-------- Available data --------
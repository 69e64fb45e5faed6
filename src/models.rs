use chrono::{DateTime, NaiveDate, Utc};
use serde::{Deserialize, Serialize};
use sqlx::FromRow;
use ts_rs::TS;
use utoipa::ToSchema;

// --- Menu Tree (API Output) ---

/// Module
///
/// A top-level sidebar entry together with the submodules the requesting role may open.
/// Serialized with the `submodulos` key the dashboard frontend expects.
#[derive(Debug, Clone, PartialEq, Serialize, Deserialize, TS, ToSchema, Default)]
#[ts(export)]
pub struct Module {
    pub id: i32,
    // Machine key, e.g. "usuarios".
    pub name: String,
    // Font Awesome glyph identifier, e.g. "fa-users".
    pub icon: String,
    #[serde(rename = "submodulos")]
    pub submodules: Vec<Submodule>,
}

/// Submodule
///
/// Second-level entry. `name` doubles as the key into the dashboard's view registry.
#[derive(Debug, Clone, PartialEq, Serialize, Deserialize, TS, ToSchema, Default)]
#[ts(export)]
pub struct Submodule {
    pub id: i32,
    pub name: String,
    pub icon: String,
}

/// MenuRow
///
/// One flattened row of the menu assignment store: a module joined with (optionally) one
/// of its submodules. Rows without a submodule grant the bare module.
#[derive(Debug, Clone, PartialEq, FromRow, Default)]
pub struct MenuRow {
    pub module_id: i32,
    pub module_name: String,
    pub module_icon: String,
    pub module_rank: i32,
    pub submodule_id: Option<i32>,
    pub submodule_name: Option<String>,
    pub submodule_icon: Option<String>,
    pub submodule_rank: Option<i32>,
}

/// MenuAssignment
///
/// A single grant in `asignacion_menu`: role → module, optionally narrowed to one submodule.
#[derive(Debug, Clone, PartialEq, Serialize, Deserialize, TS, ToSchema, FromRow, Default)]
#[ts(export)]
pub struct MenuAssignment {
    pub id: i32,
    pub role_id: i32,
    pub module_id: i32,
    pub submodule_id: Option<i32>,
}

/// AssignMenuRequest
///
/// Input payload for POST /api/asignar-menu.
#[derive(Debug, Clone, Serialize, Deserialize, TS, ToSchema, Default)]
#[ts(export)]
pub struct AssignMenuRequest {
    pub role_id: i32,
    pub module_id: i32,
    #[serde(default)]
    pub submodule_id: Option<i32>,
}

// --- Lookup Catalogs ---

/// Catalog
///
/// The four lookup tables that share the `{id, name, description}` shape.
#[derive(Debug, Clone, Copy, PartialEq, Eq, Hash)]
pub enum Catalog {
    Roles,
    Estados,
    Categorias,
    Clasificaciones,
}

impl Catalog {
    pub const ALL: [Catalog; 4] = [
        Catalog::Roles,
        Catalog::Estados,
        Catalog::Categorias,
        Catalog::Clasificaciones,
    ];

    /// Backing table name. Only ever one of these literals, so it is safe to splice into SQL.
    pub fn table(self) -> &'static str {
        match self {
            Catalog::Roles => "roles",
            Catalog::Estados => "estados",
            Catalog::Categorias => "categorias",
            Catalog::Clasificaciones => "clasificaciones",
        }
    }

    /// Singular label used in "not found" messages.
    pub fn label(self) -> &'static str {
        match self {
            Catalog::Roles => "role",
            Catalog::Estados => "estado",
            Catalog::Categorias => "category",
            Catalog::Clasificaciones => "classification",
        }
    }

    /// Roles and estados gate access, so only administrators may change them.
    pub fn admin_writes(self) -> bool {
        matches!(self, Catalog::Roles | Catalog::Estados)
    }
}

impl std::str::FromStr for Catalog {
    type Err = String;

    /// Parses the URL segment used under `/api`, e.g. `categorias`.
    fn from_str(segment: &str) -> Result<Self, Self::Err> {
        Catalog::ALL
            .into_iter()
            .find(|catalog| catalog.table() == segment)
            .ok_or_else(|| format!("unknown catalog '{}'", segment))
    }
}

/// CatalogRecord
#[derive(Debug, Clone, PartialEq, Serialize, Deserialize, TS, ToSchema, FromRow, Default)]
#[ts(export)]
pub struct CatalogRecord {
    pub id: i32,
    pub name: String,
    pub description: Option<String>,
}

/// CatalogRecordRequest
///
/// Input payload for creating a catalog record.
#[derive(Debug, Clone, Serialize, Deserialize, TS, ToSchema, Default)]
#[ts(export)]
pub struct CatalogRecordRequest {
    pub name: String,
    #[serde(default)]
    pub description: Option<String>,
}

/// UpdateCatalogRecordRequest
///
/// Partial update; absent fields keep their stored value.
#[derive(Debug, Clone, Serialize, Deserialize, TS, ToSchema, Default)]
#[ts(export)]
pub struct UpdateCatalogRecordRequest {
    #[serde(skip_serializing_if = "Option::is_none")]
    pub name: Option<String>,
    #[serde(skip_serializing_if = "Option::is_none")]
    pub description: Option<String>,
}

// --- Users ---

/// User
///
/// An administrator account from `usuarios`. `role_id` drives menu resolution.
#[derive(Debug, Clone, PartialEq, Serialize, Deserialize, TS, ToSchema, FromRow)]
#[ts(export)]
pub struct User {
    pub id: i32,
    pub name: String,
    pub email: String,
    pub role_id: i32,
    pub estado_id: Option<i32>,
    #[ts(type = "string")]
    pub created_at: DateTime<Utc>,
}

impl Default for User {
    fn default() -> Self {
        Self {
            id: 0,
            name: String::new(),
            email: String::new(),
            role_id: 0,
            estado_id: None,
            created_at: DateTime::<Utc>::UNIX_EPOCH,
        }
    }
}

/// CreateUserRequest
///
/// Input payload for POST /api/usuarios. Credentials are owned by the login service.
#[derive(Debug, Clone, Serialize, Deserialize, TS, ToSchema, Default)]
#[ts(export)]
pub struct CreateUserRequest {
    pub name: String,
    pub email: String,
    pub role_id: i32,
    #[serde(default)]
    pub estado_id: Option<i32>,
}

/// UpdateUserRequest
#[derive(Debug, Clone, Serialize, Deserialize, TS, ToSchema, Default)]
#[ts(export)]
pub struct UpdateUserRequest {
    #[serde(skip_serializing_if = "Option::is_none")]
    pub name: Option<String>,
    #[serde(skip_serializing_if = "Option::is_none")]
    pub email: Option<String>,
    #[serde(skip_serializing_if = "Option::is_none")]
    pub role_id: Option<i32>,
    #[serde(skip_serializing_if = "Option::is_none")]
    pub estado_id: Option<i32>,
}

/// SessionUser
///
/// The identity the rest of the system cares about: who, and under which role.
/// Returned by GET /api/me and consumed by the dashboard client.
#[derive(Debug, Clone, Copy, PartialEq, Eq, Serialize, Deserialize, TS, ToSchema, Default)]
#[ts(export)]
pub struct SessionUser {
    pub id: i32,
    pub role_id: i32,
}

// --- Movies ---

/// Movie
#[derive(Debug, Clone, PartialEq, Serialize, Deserialize, TS, ToSchema, FromRow)]
#[ts(export)]
pub struct Movie {
    pub id: i32,
    pub title: String,
    pub synopsis: Option<String>,
    pub duration_minutes: Option<i32>,
    #[ts(type = "string | null")]
    pub release_date: Option<NaiveDate>,
    pub category_id: Option<i32>,
    pub classification_id: Option<i32>,
    pub poster_url: Option<String>,
    #[ts(type = "string")]
    pub created_at: DateTime<Utc>,
}

impl Default for Movie {
    fn default() -> Self {
        Self {
            id: 0,
            title: String::new(),
            synopsis: None,
            duration_minutes: None,
            release_date: None,
            category_id: None,
            classification_id: None,
            poster_url: None,
            created_at: DateTime::<Utc>::UNIX_EPOCH,
        }
    }
}

/// MovieFilter
///
/// Query parameters accepted by GET /api/peliculas. Every filter is optional and they combine
/// with AND.
#[derive(Debug, Clone, Serialize, Deserialize, Default, utoipa::IntoParams)]
pub struct MovieFilter {
    /// Only movies in this category.
    pub category_id: Option<i32>,
    /// Only movies with this classification.
    pub classification_id: Option<i32>,
    /// Case-insensitive substring match on the title.
    pub search: Option<String>,
}

/// CreateMovieRequest
#[derive(Debug, Clone, Serialize, Deserialize, TS, ToSchema, Default)]
#[ts(export)]
pub struct CreateMovieRequest {
    pub title: String,
    #[serde(default)]
    pub synopsis: Option<String>,
    #[serde(default)]
    pub duration_minutes: Option<i32>,
    #[serde(default)]
    #[ts(type = "string | null")]
    pub release_date: Option<NaiveDate>,
    #[serde(default)]
    pub category_id: Option<i32>,
    #[serde(default)]
    pub classification_id: Option<i32>,
    #[serde(default)]
    pub poster_url: Option<String>,
}

/// UpdateMovieRequest
///
/// Partial update payload for PUT /api/peliculas/{id}.
#[derive(Debug, Clone, Serialize, Deserialize, TS, ToSchema, Default)]
#[ts(export)]
pub struct UpdateMovieRequest {
    #[serde(skip_serializing_if = "Option::is_none")]
    pub title: Option<String>,
    #[serde(skip_serializing_if = "Option::is_none")]
    pub synopsis: Option<String>,
    #[serde(skip_serializing_if = "Option::is_none")]
    pub duration_minutes: Option<i32>,
    #[serde(skip_serializing_if = "Option::is_none")]
    #[ts(type = "string | null")]
    pub release_date: Option<NaiveDate>,
    #[serde(skip_serializing_if = "Option::is_none")]
    pub category_id: Option<i32>,
    #[serde(skip_serializing_if = "Option::is_none")]
    pub classification_id: Option<i32>,
    #[serde(skip_serializing_if = "Option::is_none")]
    pub poster_url: Option<String>,
}

// --- Input Validation ---

fn require_text(field: &str, value: &str) -> Result<(), String> {
    if value.trim().is_empty() {
        return Err(format!("{} must not be blank", field));
    }
    Ok(())
}

fn require_email(value: &str) -> Result<(), String> {
    match value.split_once('@') {
        Some((local, domain)) if !local.is_empty() && domain.contains('.') => Ok(()),
        _ => Err("email is malformed".to_string()),
    }
}

fn require_positive_duration(value: Option<i32>) -> Result<(), String> {
    match value {
        Some(minutes) if minutes <= 0 => Err("duration_minutes must be positive".to_string()),
        _ => Ok(()),
    }
}

impl CatalogRecordRequest {
    pub fn validate(&self) -> Result<(), String> {
        require_text("name", &self.name)
    }
}

impl UpdateCatalogRecordRequest {
    pub fn validate(&self) -> Result<(), String> {
        match &self.name {
            Some(name) => require_text("name", name),
            None => Ok(()),
        }
    }
}

impl CreateUserRequest {
    pub fn validate(&self) -> Result<(), String> {
        require_text("name", &self.name)?;
        require_email(&self.email)
    }
}

impl UpdateUserRequest {
    pub fn validate(&self) -> Result<(), String> {
        if let Some(name) = &self.name {
            require_text("name", name)?;
        }
        if let Some(email) = &self.email {
            require_email(email)?;
        }
        Ok(())
    }
}

impl CreateMovieRequest {
    pub fn validate(&self) -> Result<(), String> {
        require_text("title", &self.title)?;
        require_positive_duration(self.duration_minutes)
    }
}

impl UpdateMovieRequest {
    pub fn validate(&self) -> Result<(), String> {
        if let Some(title) = &self.title {
            require_text("title", title)?;
        }
        require_positive_duration(self.duration_minutes)
    }
}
--------
* **Your task**
Where does the word "UpdateUserRequest" occur in the records? Return every line that holds it.

* **Response for this exercise**
/// UpdateUserRequest
pub struct UpdateUserRequest {
impl UpdateUserRequest {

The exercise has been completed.